* Work item
The line containing "the columns a" marks the end: output every line of the data up to it, and that line too, exactly as written.

Records shown: Begin

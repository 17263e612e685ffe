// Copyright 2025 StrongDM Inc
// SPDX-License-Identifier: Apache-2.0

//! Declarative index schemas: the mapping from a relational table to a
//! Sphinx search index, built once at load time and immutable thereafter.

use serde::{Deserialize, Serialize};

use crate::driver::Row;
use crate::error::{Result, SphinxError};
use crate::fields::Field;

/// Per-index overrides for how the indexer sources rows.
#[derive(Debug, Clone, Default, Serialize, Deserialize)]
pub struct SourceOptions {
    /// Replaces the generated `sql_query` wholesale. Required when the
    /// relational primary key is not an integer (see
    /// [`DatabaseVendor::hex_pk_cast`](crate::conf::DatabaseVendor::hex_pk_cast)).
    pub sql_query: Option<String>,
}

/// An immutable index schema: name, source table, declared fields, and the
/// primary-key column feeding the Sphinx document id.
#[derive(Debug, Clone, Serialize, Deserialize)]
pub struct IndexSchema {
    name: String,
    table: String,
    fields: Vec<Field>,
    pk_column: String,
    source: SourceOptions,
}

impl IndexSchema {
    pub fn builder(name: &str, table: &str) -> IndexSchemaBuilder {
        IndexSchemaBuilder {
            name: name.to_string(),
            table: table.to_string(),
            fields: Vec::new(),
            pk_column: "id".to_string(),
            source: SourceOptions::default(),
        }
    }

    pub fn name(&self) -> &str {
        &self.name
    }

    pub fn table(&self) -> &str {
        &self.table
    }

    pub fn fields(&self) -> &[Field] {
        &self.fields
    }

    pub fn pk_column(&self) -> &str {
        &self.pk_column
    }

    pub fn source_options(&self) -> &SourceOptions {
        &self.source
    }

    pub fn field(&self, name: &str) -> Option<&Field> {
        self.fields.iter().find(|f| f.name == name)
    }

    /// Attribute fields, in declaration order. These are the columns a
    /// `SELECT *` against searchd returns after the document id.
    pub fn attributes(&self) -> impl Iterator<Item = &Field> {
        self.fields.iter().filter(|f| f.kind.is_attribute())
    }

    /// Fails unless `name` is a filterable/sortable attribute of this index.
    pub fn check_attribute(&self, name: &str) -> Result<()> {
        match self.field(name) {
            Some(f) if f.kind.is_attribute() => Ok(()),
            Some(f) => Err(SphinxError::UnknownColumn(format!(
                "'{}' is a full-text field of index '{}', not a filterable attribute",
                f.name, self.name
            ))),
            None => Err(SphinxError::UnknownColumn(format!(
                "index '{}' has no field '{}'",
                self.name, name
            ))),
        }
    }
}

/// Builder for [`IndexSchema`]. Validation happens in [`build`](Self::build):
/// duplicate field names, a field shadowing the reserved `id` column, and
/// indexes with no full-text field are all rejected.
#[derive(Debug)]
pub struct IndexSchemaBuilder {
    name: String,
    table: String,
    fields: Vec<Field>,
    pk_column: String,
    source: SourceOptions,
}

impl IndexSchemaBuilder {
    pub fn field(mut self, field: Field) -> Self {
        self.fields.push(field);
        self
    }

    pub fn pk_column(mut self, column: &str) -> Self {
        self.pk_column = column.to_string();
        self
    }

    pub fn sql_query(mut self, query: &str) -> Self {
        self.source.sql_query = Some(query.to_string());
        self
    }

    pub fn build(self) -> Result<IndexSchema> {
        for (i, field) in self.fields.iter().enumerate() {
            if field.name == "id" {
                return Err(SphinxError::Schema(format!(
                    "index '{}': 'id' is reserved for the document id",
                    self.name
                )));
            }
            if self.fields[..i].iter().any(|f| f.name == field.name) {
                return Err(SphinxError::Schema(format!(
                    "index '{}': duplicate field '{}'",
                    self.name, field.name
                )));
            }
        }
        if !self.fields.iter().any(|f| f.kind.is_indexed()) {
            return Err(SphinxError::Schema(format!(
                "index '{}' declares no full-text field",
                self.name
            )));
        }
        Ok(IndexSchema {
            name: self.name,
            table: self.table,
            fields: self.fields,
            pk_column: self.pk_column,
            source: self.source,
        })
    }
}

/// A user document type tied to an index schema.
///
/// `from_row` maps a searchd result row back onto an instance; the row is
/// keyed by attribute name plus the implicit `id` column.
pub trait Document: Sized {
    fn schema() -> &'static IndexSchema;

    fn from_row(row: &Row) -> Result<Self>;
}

Records shown: End

* Solved exercise
repository 17263e612e685ffe
// Copyright 2025 StrongDM Inc
// SPDX-License-Identifier: Apache-2.0

//! Declarative index schemas: the mapping from a relational table to a
//! Sphinx search index, built once at load time and immutable thereafter.

use serde::{Deserialize, Serialize};

use crate::driver::Row;
use crate::error::{Result, SphinxError};
use crate::fields::Field;

/// Per-index overrides for how the indexer sources rows.
#[derive(Debug, Clone, Default, Serialize, Deserialize)]
pub struct SourceOptions {
    /// Replaces the generated `sql_query` wholesale. Required when the
    /// relational primary key is not an integer (see
    /// [`DatabaseVendor::hex_pk_cast`](crate::conf::DatabaseVendor::hex_pk_cast)).
    pub sql_query: Option<String>,
}

/// An immutable index schema: name, source table, declared fields, and the
/// primary-key column feeding the Sphinx document id.
#[derive(Debug, Clone, Serialize, Deserialize)]
pub struct IndexSchema {
    name: String,
    table: String,
    fields: Vec<Field>,
    pk_column: String,
    source: SourceOptions,
}

impl IndexSchema {
    pub fn builder(name: &str, table: &str) -> IndexSchemaBuilder {
        IndexSchemaBuilder {
            name: name.to_string(),
            table: table.to_string(),
            fields: Vec::new(),
            pk_column: "id".to_string(),
            source: SourceOptions::default(),
        }
    }

    pub fn name(&self) -> &str {
        &self.name
    }

    pub fn table(&self) -> &str {
        &self.table
    }

    pub fn fields(&self) -> &[Field] {
        &self.fields
    }

    pub fn pk_column(&self) -> &str {
        &self.pk_column
    }

    pub fn source_options(&self) -> &SourceOptions {
        &self.source
    }

    pub fn field(&self, name: &str) -> Option<&Field> {
        self.fields.iter().find(|f| f.name == name)
    }

    /// Attribute fields, in declaration order. These are the columns a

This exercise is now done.